[Prompt] Your answer must consist of every line from the data below that includes the word "None".

[Extracted records]

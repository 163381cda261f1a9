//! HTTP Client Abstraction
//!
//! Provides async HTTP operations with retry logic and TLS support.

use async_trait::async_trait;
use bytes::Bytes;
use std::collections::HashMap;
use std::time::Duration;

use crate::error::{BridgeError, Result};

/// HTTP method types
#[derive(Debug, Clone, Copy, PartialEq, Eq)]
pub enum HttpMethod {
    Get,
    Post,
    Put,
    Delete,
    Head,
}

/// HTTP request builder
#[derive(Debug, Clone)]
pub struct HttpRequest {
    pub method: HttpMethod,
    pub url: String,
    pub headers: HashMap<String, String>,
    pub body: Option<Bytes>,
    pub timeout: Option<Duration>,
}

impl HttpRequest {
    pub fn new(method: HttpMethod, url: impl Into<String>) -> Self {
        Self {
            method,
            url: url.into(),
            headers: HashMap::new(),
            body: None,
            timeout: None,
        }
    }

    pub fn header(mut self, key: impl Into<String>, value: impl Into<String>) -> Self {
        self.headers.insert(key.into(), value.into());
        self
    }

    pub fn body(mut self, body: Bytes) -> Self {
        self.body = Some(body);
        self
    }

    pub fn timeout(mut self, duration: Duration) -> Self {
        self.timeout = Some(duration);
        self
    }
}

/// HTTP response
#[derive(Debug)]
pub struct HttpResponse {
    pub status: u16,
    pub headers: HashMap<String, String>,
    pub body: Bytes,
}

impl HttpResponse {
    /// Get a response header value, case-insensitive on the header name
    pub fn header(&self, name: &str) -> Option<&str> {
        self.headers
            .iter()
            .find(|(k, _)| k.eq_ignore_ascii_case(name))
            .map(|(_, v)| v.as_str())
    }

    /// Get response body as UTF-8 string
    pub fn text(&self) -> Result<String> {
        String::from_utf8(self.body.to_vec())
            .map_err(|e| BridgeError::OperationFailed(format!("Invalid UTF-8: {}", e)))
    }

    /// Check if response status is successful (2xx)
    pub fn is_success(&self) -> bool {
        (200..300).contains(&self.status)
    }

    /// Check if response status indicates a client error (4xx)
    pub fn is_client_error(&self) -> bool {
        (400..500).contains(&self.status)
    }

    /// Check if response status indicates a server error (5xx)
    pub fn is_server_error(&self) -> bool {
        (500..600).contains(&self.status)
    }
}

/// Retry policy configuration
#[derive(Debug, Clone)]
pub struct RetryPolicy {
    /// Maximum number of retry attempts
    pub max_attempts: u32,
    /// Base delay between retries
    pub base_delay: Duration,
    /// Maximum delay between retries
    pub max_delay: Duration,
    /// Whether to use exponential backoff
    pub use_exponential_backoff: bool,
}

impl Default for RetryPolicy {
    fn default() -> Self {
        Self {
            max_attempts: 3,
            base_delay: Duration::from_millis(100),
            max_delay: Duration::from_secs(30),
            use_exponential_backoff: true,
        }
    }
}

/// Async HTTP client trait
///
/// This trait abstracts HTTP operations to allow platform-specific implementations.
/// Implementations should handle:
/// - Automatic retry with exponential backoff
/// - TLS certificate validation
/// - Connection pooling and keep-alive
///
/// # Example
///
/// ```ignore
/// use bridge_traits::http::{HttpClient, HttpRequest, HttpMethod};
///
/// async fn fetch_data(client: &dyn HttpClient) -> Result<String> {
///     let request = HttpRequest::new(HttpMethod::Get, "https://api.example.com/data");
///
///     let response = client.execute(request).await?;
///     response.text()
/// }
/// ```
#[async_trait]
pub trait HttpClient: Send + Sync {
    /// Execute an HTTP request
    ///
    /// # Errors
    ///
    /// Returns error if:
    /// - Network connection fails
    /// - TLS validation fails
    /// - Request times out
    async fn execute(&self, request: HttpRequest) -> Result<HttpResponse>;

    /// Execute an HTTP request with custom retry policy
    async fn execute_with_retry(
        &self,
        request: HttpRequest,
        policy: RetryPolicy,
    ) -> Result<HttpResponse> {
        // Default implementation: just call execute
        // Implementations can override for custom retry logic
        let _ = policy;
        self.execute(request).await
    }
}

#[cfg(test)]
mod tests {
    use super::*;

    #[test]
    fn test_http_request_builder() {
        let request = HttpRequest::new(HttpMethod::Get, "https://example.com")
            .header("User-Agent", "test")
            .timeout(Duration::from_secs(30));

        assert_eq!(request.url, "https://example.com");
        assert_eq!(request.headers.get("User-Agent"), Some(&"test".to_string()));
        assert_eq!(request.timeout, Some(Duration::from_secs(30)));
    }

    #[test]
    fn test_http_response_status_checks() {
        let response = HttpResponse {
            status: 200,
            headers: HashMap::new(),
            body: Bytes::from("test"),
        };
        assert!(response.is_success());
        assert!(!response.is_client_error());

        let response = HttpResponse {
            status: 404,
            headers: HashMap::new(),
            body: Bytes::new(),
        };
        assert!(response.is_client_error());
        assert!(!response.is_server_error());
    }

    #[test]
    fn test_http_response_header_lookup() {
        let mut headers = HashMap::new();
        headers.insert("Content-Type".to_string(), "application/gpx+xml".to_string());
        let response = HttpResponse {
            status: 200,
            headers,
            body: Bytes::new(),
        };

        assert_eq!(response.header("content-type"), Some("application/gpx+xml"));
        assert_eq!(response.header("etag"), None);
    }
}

[Answer to this exercise]
            body: None,
            timeout: None,
        assert_eq!(response.header("etag"), None);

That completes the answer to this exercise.